**Available data:**
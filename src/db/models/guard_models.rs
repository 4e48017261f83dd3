use chrono::{DateTime, Utc};
use serde::{Deserialize, Serialize};
use uuid::Uuid;

#[derive(Debug, Clone, Serialize, Deserialize, sqlx::FromRow)]
pub struct Guard {
    pub id: Uuid,
    /// Login account of the guard, if one exists
    pub user_id: Option<Uuid>,
    pub name: String,
    pub site_id: Option<Uuid>,
    pub status: GuardStatus,
    pub created_at: DateTime<Utc>,
}

/// Guard duty status
#[derive(Debug, Clone, Copy, Serialize, Deserialize, sqlx::Type, PartialEq, Eq)]
#[sqlx(type_name = "guard_status", rename_all = "snake_case")]
#[serde(rename_all = "snake_case")]
pub enum GuardStatus {
    Active,
    OnPatrol,
    OffDuty,
    Suspended,
}
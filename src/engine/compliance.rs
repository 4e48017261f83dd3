use crate::db::models::checkpoint_models::Checkpoint;
use crate::db::models::scan_models::PatrolScanEvent;
use crate::db::models::shift_models::Shift;
use chrono::{DateTime, Utc};
use serde::{Deserialize, Serialize};
use std::collections::HashSet;
use std::fmt::{Display, Formatter};
use uuid::Uuid;

/// Per-shift patrol compliance, in escalating order
#[derive(Debug, Clone, Copy, Serialize, Deserialize, PartialEq, Eq, PartialOrd, Ord, Hash)]
#[serde(rename_all = "snake_case")]
pub enum ComplianceStatus {
    OnTrack,
    Behind,
    Missed,
}

impl Display for ComplianceStatus {
    fn fmt(&self, f: &mut Formatter<'_>) -> std::fmt::Result {
        match self {
            Self::OnTrack => write!(f, "on_track"),
            Self::Behind => write!(f, "behind"),
            Self::Missed => write!(f, "missed"),
        }
    }
}

/// Rolled-up scan state of one active shift
#[derive(Debug, Clone, Serialize, Deserialize, PartialEq)]
pub struct ShiftCompliance {
    pub shift_id: Uuid,
    pub guard_id: Uuid,
    pub site_id: Uuid,
    /// Required checkpoints with at least one scan this shift
    pub scanned_count: usize,
    pub total_required: usize,
    /// Names of required checkpoints with no scan this shift
    pub missing_checkpoints: Vec<String>,
    pub last_scan_at: Option<DateTime<Utc>>,
    pub status: ComplianceStatus,
}

/// Aggregate a shift from its site's checkpoints and the scans recorded
/// during the shift.
///
/// Status precedence is strict: `Missed` when any required checkpoint has no
/// scan, otherwise `Behind` when any scan was late, otherwise `OnTrack`.
pub fn aggregate_shift(
    shift: &Shift,
    checkpoints: &[Checkpoint],
    scans: &[PatrolScanEvent],
) -> ShiftCompliance {
    let scanned: HashSet<Uuid> = scans.iter().map(|scan| scan.checkpoint_id).collect();

    let required: Vec<&Checkpoint> = checkpoints.iter().filter(|c| c.is_required).collect();

    let missing_checkpoints: Vec<String> = required
        .iter()
        .filter(|c| !scanned.contains(&c.id))
        .map(|c| c.name.clone())
        .collect();

    let any_late = scans.iter().any(|scan| !scan.is_on_time);

    let status = if !missing_checkpoints.is_empty() {
        ComplianceStatus::Missed
    } else if any_late {
        ComplianceStatus::Behind
    } else {
        ComplianceStatus::OnTrack
    };

    ShiftCompliance {
        shift_id: shift.id,
        guard_id: shift.guard_id,
        site_id: shift.site_id,
        scanned_count: required.len() - missing_checkpoints.len(),
        total_required: required.len(),
        missing_checkpoints,
        last_scan_at: scans.iter().map(|scan| scan.scanned_at).max(),
        status,
    }
}

#[cfg(test)]
mod tests {
    use super::*;
    use crate::db::models::shift_models::ShiftStatus;
    use chrono::Duration;

    fn shift() -> Shift {
        let now = Utc::now();
        Shift {
            id: Uuid::new_v4(),
            guard_id: Uuid::new_v4(),
            site_id: Uuid::new_v4(),
            start_time: now - Duration::hours(2),
            end_time: now + Duration::hours(6),
            status: ShiftStatus::Active,
        }
    }

    fn checkpoint(site_id: Uuid, name: &str, required: bool) -> Checkpoint {
        Checkpoint {
            id: Uuid::new_v4(),
            site_id,
            name: name.to_string(),
            code: format!("CP-{}", name),
            sequence_order: 0,
            scan_interval_minutes: 30,
            is_required: required,
            created_at: Utc::now(),
        }
    }

    fn scan(shift: &Shift, checkpoint: &Checkpoint, minutes_ago: i64, on_time: bool) -> PatrolScanEvent {
        PatrolScanEvent {
            id: Uuid::new_v4(),
            checkpoint_id: checkpoint.id,
            guard_id: shift.guard_id,
            shift_id: Some(shift.id),
            scanned_at: Utc::now() - Duration::minutes(minutes_ago),
            is_on_time: on_time,
        }
    }

    #[test]
    fn unscanned_required_checkpoint_means_missed() {
        let shift = shift();
        let cps = vec![
            checkpoint(shift.site_id, "Gate", true),
            checkpoint(shift.site_id, "Lobby", true),
            checkpoint(shift.site_id, "Roof", true),
        ];
        let scans = vec![scan(&shift, &cps[0], 30, true), scan(&shift, &cps[1], 10, true)];

        let result = aggregate_shift(&shift, &cps, &scans);
        assert_eq!(result.status, ComplianceStatus::Missed);
        assert_eq!(result.missing_checkpoints, vec!["Roof".to_string()]);
        assert_eq!(result.scanned_count, 2);
        assert_eq!(result.total_required, 3);
        assert_eq!(result.last_scan_at, Some(scans[1].scanned_at));
    }

    #[test]
    fn missed_dominates_behind() {
        let shift = shift();
        let cps = vec![
            checkpoint(shift.site_id, "Gate", true),
            checkpoint(shift.site_id, "Roof", true),
        ];
        let scans = vec![scan(&shift, &cps[0], 50, false)];

        assert_eq!(
            aggregate_shift(&shift, &cps, &scans).status,
            ComplianceStatus::Missed
        );
    }

    #[test]
    fn late_scan_means_behind() {
        let shift = shift();
        let cps = vec![checkpoint(shift.site_id, "Gate", true)];
        let scans = vec![scan(&shift, &cps[0], 60, true), scan(&shift, &cps[0], 5, false)];

        let result = aggregate_shift(&shift, &cps, &scans);
        assert_eq!(result.status, ComplianceStatus::Behind);
        assert_eq!(result.scanned_count, 1);
    }

    #[test]
    fn all_scanned_on_time_is_on_track() {
        let shift = shift();
        let cps = vec![
            checkpoint(shift.site_id, "Gate", true),
            checkpoint(shift.site_id, "Vending", false),
        ];
        let scans = vec![scan(&shift, &cps[0], 5, true)];

        let result = aggregate_shift(&shift, &cps, &scans);
        assert_eq!(result.status, ComplianceStatus::OnTrack);
        assert_eq!(result.total_required, 1);
        assert!(result.missing_checkpoints.is_empty());
    }

    #[test]
    fn optional_checkpoints_never_count_as_missing() {
        let shift = shift();
        let cps = vec![checkpoint(shift.site_id, "Vending", false)];
        let result = aggregate_shift(&shift, &cps, &[]);
        assert_eq!(result.status, ComplianceStatus::OnTrack);
        assert_eq!(result.last_scan_at, None);
    }
}
use chrono::{DateTime, Utc};
use serde::{Deserialize, Serialize};
use uuid::Uuid;

/// Guard-triggered emergency
#[derive(Debug, Clone, Serialize, Deserialize, sqlx::FromRow)]
pub struct PanicAlert {
    pub id: Uuid,
    pub guard_id: Uuid,
    pub site_id: Uuid,
    pub status: PanicStatus,
    pub lat: Option<f64>,
    pub lon: Option<f64>,
    pub message: Option<String>,
    pub created_at: DateTime<Utc>,
    pub acknowledged_at: Option<DateTime<Utc>>,
    pub acknowledged_by: Option<Uuid>,
    pub resolved_at: Option<DateTime<Utc>>,
    pub resolved_by: Option<Uuid>,
}

impl PanicAlert {
    pub fn new(
        guard_id: Uuid,
        site_id: Uuid,
        location: Option<(f64, f64)>,
        message: Option<String>,
    ) -> Self {
        Self {
            id: Uuid::new_v4(),
            guard_id,
            site_id,
            status: PanicStatus::Active,
            lat: location.map(|(lat, _)| lat),
            lon: location.map(|(_, lon)| lon),
            message,
            created_at: Utc::now(),
            acknowledged_at: None,
            acknowledged_by: None,
            resolved_at: None,
            resolved_by: None,
        }
    }
}

/// Panic lifecycle. Only moves forward: active -> acknowledged -> resolved.
#[derive(Debug, Clone, Copy, Serialize, Deserialize, sqlx::Type, PartialEq, Eq, PartialOrd, Ord)]
#[sqlx(type_name = "panic_status", rename_all = "lowercase")]
#[serde(rename_all = "lowercase")]
pub enum PanicStatus {
    Active,
    Acknowledged,
    Resolved,
}

/// Panic trigger sent by a guard device
#[derive(Debug, Clone, Serialize, Deserialize)]
pub struct PanicTrigger {
    pub guard_id: Uuid,
    #[serde(default)]
    pub lat: Option<f64>,
    #[serde(default)]
    pub lon: Option<f64>,
    #[serde(default)]
    pub message: Option<String>,
}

**What the task asks:** Your output should be an exact copy of the lines from the one containing "pub enum PanicStatus" through the last line of the data above.

**Result for this exercise:**
pub enum PanicStatus {
    Active,
    Acknowledged,
    Resolved,
}

/// Panic trigger sent by a guard device
#[derive(Debug, Clone, Serialize, Deserialize)]
pub struct PanicTrigger {
    pub guard_id: Uuid,
    #[serde(default)]
    pub lat: Option<f64>,
    #[serde(default)]
    pub lon: Option<f64>,
    #[serde(default)]
    pub message: Option<String>,
}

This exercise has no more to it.